[MATERIAL FOR THE TASK]
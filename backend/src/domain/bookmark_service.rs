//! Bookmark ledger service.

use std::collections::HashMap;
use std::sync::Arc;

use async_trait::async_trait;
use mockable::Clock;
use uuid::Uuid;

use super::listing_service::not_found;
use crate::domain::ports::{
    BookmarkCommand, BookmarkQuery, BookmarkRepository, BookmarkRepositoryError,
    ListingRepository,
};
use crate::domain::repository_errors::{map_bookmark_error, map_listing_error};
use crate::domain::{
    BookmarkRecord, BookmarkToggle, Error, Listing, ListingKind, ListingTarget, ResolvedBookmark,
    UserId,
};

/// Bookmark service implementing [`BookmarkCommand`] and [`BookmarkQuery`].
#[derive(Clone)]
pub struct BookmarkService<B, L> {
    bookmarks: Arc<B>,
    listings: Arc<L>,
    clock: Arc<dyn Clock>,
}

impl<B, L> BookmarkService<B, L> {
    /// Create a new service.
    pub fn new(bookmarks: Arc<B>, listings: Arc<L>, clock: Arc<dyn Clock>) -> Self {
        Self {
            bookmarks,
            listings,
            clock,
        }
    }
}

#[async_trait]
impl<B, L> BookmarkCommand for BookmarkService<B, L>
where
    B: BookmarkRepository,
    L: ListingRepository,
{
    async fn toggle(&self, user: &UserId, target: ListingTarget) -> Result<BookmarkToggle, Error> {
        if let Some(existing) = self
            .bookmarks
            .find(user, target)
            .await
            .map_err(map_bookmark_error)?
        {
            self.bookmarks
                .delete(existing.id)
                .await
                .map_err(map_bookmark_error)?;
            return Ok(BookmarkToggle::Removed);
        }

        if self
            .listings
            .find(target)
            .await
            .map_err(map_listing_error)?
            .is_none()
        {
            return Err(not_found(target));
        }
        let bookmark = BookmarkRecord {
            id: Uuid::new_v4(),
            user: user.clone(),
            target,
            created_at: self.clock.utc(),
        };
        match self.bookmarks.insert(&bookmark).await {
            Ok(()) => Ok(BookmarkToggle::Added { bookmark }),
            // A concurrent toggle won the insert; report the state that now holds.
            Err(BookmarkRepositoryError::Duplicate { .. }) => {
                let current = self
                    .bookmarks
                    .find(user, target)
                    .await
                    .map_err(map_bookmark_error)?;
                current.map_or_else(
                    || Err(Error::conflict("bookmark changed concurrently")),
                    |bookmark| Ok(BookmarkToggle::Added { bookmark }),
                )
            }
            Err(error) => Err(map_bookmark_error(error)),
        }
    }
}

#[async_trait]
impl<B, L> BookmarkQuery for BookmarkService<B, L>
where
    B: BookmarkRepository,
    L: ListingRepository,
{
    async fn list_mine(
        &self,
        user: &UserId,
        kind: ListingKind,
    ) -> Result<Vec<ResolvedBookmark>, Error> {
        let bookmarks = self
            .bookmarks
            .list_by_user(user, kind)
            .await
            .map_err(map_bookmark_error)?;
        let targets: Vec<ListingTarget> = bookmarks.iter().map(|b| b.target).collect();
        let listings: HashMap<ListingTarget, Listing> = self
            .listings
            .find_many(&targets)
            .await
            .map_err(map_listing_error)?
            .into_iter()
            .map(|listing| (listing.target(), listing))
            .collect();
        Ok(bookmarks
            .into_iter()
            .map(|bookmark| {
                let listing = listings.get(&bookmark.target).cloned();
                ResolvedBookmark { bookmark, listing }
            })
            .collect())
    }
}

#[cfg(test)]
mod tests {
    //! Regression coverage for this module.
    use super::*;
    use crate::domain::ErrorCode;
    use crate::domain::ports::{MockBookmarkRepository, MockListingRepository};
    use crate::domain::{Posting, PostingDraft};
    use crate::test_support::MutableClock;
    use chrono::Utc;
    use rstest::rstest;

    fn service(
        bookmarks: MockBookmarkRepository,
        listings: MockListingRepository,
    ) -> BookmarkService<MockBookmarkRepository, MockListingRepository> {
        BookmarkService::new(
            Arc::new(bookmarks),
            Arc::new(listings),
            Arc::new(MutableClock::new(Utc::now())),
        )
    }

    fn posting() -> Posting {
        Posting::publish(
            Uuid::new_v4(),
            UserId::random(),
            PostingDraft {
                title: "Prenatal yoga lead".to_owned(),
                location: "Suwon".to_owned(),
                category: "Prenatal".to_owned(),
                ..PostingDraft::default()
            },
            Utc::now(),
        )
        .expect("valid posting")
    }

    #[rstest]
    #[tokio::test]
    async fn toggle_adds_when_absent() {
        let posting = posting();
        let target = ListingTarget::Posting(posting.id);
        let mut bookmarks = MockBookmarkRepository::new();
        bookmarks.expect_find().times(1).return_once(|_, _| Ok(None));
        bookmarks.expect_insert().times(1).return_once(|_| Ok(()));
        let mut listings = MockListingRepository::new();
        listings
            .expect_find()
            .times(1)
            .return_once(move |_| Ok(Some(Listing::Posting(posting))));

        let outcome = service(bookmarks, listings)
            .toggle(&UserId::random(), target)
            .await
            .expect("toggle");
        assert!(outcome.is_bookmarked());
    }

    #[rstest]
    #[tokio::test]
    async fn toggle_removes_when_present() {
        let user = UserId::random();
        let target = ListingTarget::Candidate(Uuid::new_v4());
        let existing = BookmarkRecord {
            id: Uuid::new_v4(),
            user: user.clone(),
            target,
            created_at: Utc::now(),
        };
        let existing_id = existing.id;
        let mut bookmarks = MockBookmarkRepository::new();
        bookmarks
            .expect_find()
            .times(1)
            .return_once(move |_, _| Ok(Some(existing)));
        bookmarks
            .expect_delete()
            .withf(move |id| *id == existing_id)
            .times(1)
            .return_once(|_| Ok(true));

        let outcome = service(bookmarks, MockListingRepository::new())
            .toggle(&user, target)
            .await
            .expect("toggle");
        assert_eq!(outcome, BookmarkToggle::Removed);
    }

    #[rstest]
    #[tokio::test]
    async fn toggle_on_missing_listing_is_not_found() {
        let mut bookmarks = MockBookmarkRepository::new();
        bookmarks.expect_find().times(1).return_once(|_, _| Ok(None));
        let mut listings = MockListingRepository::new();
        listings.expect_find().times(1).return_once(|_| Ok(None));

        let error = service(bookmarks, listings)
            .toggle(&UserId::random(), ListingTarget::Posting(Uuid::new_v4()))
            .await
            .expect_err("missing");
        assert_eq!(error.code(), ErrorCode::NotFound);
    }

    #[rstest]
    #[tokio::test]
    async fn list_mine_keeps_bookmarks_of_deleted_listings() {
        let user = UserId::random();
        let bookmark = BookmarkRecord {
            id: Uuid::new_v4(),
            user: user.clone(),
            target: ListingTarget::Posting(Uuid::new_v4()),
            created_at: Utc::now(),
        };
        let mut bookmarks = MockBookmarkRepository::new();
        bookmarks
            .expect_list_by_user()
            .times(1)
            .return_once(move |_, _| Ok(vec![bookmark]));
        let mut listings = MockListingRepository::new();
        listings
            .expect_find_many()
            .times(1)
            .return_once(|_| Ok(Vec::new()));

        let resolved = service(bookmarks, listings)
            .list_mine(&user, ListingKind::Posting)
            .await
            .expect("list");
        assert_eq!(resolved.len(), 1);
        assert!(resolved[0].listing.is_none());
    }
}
[/MATERIAL FOR THE TASK]
[MATERIAL FOR THE TASK]
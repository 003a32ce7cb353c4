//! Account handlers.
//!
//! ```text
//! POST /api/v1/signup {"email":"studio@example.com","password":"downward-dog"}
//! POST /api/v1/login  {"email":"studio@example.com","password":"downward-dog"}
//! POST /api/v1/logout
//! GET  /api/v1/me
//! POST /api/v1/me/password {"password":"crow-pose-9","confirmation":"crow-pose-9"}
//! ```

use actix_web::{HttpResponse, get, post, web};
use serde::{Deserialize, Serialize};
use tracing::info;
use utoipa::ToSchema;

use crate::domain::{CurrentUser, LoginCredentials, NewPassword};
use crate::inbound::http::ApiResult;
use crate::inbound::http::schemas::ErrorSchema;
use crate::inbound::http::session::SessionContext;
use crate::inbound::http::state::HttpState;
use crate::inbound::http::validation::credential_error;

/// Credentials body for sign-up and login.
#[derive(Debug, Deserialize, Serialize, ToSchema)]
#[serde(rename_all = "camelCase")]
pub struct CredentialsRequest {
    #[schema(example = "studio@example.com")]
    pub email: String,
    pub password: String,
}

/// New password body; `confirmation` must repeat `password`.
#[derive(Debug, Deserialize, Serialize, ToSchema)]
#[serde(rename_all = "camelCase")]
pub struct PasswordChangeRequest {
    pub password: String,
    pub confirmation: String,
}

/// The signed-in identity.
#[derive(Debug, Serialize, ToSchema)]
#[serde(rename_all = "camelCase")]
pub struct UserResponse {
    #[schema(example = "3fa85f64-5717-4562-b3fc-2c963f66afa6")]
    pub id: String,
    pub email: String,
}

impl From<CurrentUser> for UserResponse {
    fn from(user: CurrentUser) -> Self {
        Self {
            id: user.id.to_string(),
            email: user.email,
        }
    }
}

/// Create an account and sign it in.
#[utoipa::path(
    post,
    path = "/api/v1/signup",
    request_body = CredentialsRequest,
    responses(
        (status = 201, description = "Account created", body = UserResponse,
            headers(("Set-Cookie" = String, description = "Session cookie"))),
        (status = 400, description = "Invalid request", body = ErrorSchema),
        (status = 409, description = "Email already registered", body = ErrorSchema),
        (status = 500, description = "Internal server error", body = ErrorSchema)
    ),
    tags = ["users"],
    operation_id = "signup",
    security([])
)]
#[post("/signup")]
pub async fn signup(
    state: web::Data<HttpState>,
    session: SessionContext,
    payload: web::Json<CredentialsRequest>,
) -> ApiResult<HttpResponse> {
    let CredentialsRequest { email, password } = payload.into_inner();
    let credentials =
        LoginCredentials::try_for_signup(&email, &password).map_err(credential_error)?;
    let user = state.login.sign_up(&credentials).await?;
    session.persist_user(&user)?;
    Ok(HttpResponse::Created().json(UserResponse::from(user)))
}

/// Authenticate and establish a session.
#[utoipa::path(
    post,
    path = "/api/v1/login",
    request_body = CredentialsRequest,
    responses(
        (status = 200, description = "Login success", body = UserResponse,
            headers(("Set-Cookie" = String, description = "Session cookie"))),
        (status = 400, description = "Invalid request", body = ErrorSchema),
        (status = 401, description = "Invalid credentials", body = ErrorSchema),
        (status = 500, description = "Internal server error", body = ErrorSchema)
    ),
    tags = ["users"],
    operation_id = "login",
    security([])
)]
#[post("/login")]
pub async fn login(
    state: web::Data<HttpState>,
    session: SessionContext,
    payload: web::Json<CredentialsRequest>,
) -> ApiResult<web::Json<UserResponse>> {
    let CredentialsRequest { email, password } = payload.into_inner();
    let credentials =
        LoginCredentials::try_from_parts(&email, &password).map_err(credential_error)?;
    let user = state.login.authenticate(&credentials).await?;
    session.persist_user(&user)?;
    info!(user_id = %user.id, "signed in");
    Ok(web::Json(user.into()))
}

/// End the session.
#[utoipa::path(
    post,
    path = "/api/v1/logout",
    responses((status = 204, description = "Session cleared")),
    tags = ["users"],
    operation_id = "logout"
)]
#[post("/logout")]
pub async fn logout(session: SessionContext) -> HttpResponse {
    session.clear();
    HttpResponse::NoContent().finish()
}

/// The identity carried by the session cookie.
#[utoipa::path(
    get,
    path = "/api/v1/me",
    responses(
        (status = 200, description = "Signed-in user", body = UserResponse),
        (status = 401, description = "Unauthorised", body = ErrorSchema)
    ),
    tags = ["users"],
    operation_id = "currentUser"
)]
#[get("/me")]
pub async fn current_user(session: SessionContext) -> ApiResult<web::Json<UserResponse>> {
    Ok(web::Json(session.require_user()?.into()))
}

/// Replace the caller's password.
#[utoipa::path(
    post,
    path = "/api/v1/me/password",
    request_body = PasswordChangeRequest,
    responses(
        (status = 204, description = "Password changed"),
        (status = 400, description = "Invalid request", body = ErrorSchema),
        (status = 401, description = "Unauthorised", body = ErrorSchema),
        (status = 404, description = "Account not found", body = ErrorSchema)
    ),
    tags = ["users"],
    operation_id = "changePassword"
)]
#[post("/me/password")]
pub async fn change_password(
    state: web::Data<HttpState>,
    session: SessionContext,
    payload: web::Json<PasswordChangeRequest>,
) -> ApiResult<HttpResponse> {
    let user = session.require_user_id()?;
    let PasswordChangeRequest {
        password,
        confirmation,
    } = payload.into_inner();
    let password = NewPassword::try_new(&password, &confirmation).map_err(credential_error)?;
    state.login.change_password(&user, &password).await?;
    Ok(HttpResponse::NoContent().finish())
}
[/MATERIAL FOR THE TASK]
Your answer should be the lines of the records that include the word "BookmarkRecord".

ANSWER AREA:
    BookmarkRecord, BookmarkToggle, Error, Listing, ListingKind, ListingTarget, ResolvedBookmark,
        let bookmark = BookmarkRecord {
        let existing = BookmarkRecord {
        let bookmark = BookmarkRecord {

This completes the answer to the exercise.